Speaking at the Institute of Politics last night, six panelists explored the varied challenges facing human rights activists and questioned when and to what extent Western nations should intervene to prevent human rights violations around the world.
"The basic concept of human rights has undergone an enormous change in the last 50 years from being dismissed as a utopian ideal, to a universal acknowledgement that those rights should be fact," said Graham T. Allison '62, Dillon professor of government at the Kennedy School of Government.
However, other panelists pointed to many on-going rights violations.
"I have to add the footnote of genocide to Allison's optimistic proposition," said Samantha Power, executive director of the Carr Center for Human Rights Policy. "With Sierra Leone and Kosovo, we have a testament to the limits of progress and the bounds of state behavior."

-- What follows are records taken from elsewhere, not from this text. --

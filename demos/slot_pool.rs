//! Slot Pool Demo
//!
//! A tiny fixed-size object pool whose free list is a `FixedBitVector`.
//! Worker threads check slots out and back in; the bit vector guarantees no
//! two workers ever hold the same slot.
//!
//! Run with logging:
//!
//! ```text
//! RUST_LOG=slotbits=trace cargo run --example slot_pool
//! ```

use anyhow::{bail, Context, Result};
use slotbits::{BitVectorConfig, FixedBitVector};
use std::sync::Arc;
use std::thread;
use tracing::info;
use tracing_subscriber::EnvFilter;

/// Number of pooled buffers
const POOL_SIZE: usize = 48;

/// Number of worker threads
const NUM_WORKERS: usize = 4;

/// Checkouts per worker
const ROUNDS: usize = 25;

struct BufferPool {
    in_use: FixedBitVector,
    buffers: Vec<parking_lot::Mutex<Vec<u8>>>,
}

impl BufferPool {
    fn new(size: usize) -> Result<Self> {
        let config = BitVectorConfig::new(size, 0).with_label("buffer-pool");
        let in_use = FixedBitVector::from_config(&config).context("building slot map")?;
        let buffers = (0..size)
            .map(|_| parking_lot::Mutex::new(Vec::with_capacity(64)))
            .collect();
        Ok(Self { in_use, buffers })
    }

    fn checkout(&self) -> Option<usize> {
        self.in_use.get_and_set_first_zero()
    }

    fn checkin(&self, slot: usize) -> Result<()> {
        if self.in_use.test_and_clear(slot)? == 0 {
            bail!("slot {} returned twice", slot);
        }
        Ok(())
    }
}

fn main() -> Result<()> {
    tracing_subscriber::fmt()
        .with_env_filter(EnvFilter::from_default_env())
        .init();

    let pool = Arc::new(BufferPool::new(POOL_SIZE)?);

    let handles: Vec<_> = (0..NUM_WORKERS)
        .map(|worker| {
            let pool = Arc::clone(&pool);
            thread::spawn(move || -> Result<usize> {
                let mut served = 0;
                for round in 0..ROUNDS {
                    let Some(slot) = pool.checkout() else {
                        continue;
                    };
                    pool.buffers[slot].lock().push((worker * ROUNDS + round) as u8);
                    pool.checkin(slot)?;
                    served += 1;
                }
                Ok(served)
            })
        })
        .collect();

    let mut total = 0;
    for handle in handles {
        total += handle
            .join()
            .map_err(|_| anyhow::anyhow!("worker panicked"))??;
    }

    info!(total, ones = pool.in_use.count_ones(), "all workers finished");
    println!("Served {} checkouts across {} workers", total, NUM_WORKERS);
    println!("Slot map after run: {}", pool.in_use.to_hex_string());

    Ok(())
}
//! Bit vector configuration.
//!
//! A [`BitVectorConfig`] captures the construction parameters of a vector so
//! an allocator or pool can describe its slot map in a config file and build
//! it at startup. Configs serialize to JSON (`serde_json`) or a compact binary
//! form (`bincode`).
//!
//! # Example
//!
//! ```
//! use slotbits::{BitVectorConfig, FixedBitVector};
//!
//! let config = BitVectorConfig::new(256, 0).with_label("inode-slots");
//! let json = config.to_json().unwrap();
//!
//! let restored = BitVectorConfig::from_json(&json).unwrap();
//! let slots = FixedBitVector::from_config(&restored).unwrap();
//! assert_eq!(slots.capacity(), 256);
//! assert_eq!(slots.label(), "inode-slots");
//! ```

use crate::error::{Result, SlotBitsError};
use serde::{Deserialize, Serialize};

/// Label given to vectors built without one.
pub const DEFAULT_LABEL: &str = "bitvector";

fn default_label() -> String {
    DEFAULT_LABEL.to_string()
}

/// Construction parameters for a bit vector.
#[derive(Debug, Clone, PartialEq, Eq, Serialize, Deserialize)]
pub struct BitVectorConfig {
    /// Name used in log output and snapshots
    #[serde(default = "default_label")]
    pub label: String,

    /// Number of logical bits
    pub capacity: usize,

    /// Initial value of every bit (0 or 1)
    #[serde(default)]
    pub initial_value: u8,
}

impl BitVectorConfig {
    /// Create a config with the default label.
    pub fn new(capacity: usize, initial_value: u8) -> Self {
        Self {
            label: default_label(),
            capacity,
            initial_value,
        }
    }

    /// Set the label.
    pub fn with_label(mut self, label: impl Into<String>) -> Self {
        self.label = label.into();
        self
    }

    /// Check that the initial value is 0 or 1.
    ///
    /// Capacity limits depend on the storage variant and are checked at
    /// construction.
    pub fn validate(&self) -> Result<()> {
        if self.initial_value > 1 {
            return Err(SlotBitsError::InvalidParameter(format!(
                "initial_value must be 0 or 1, got {}",
                self.initial_value
            )));
        }
        Ok(())
    }

    /// Serialize to JSON string.
    pub fn to_json(&self) -> Result<String> {
        serde_json::to_string_pretty(self).map_err(|e| SlotBitsError::Serialization(e.to_string()))
    }

    /// Deserialize from JSON string.
    pub fn from_json(json: &str) -> Result<Self> {
        serde_json::from_str(json).map_err(|e| SlotBitsError::Serialization(e.to_string()))
    }

    /// Serialize to binary (bincode).
    pub fn to_binary(&self) -> Result<Vec<u8>> {
        bincode::serialize(self)
            .map_err(|e| SlotBitsError::Serialization(format!("Binary serialization failed: {}", e)))
    }

    /// Deserialize from binary (bincode).
    pub fn from_binary(data: &[u8]) -> Result<Self> {
        bincode::deserialize(data)
            .map_err(|e| SlotBitsError::Serialization(format!("Binary deserialization failed: {}", e)))
    }
}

Power said the U.S. government does not take action unless its vital interests are at stake, using as an example the decision not to intervene in the Rwandan genocide in 1994.
"The government thinks that there are no political consequences for non-action in such cases," she said, "but Americans are taking humanitarian issues more and more seriously."
The AIDS epidemic in Sub-Saharan Africa is another example in which humanitarian aid is desperately lacking, said Debrework Zewdie, global coordinator of AIDS/HIV at the World Bank.
"I don't see how we can treat a disease that requires behavioral change in a culture where people are too afraid to find out if they are infected or not," Zewdie said.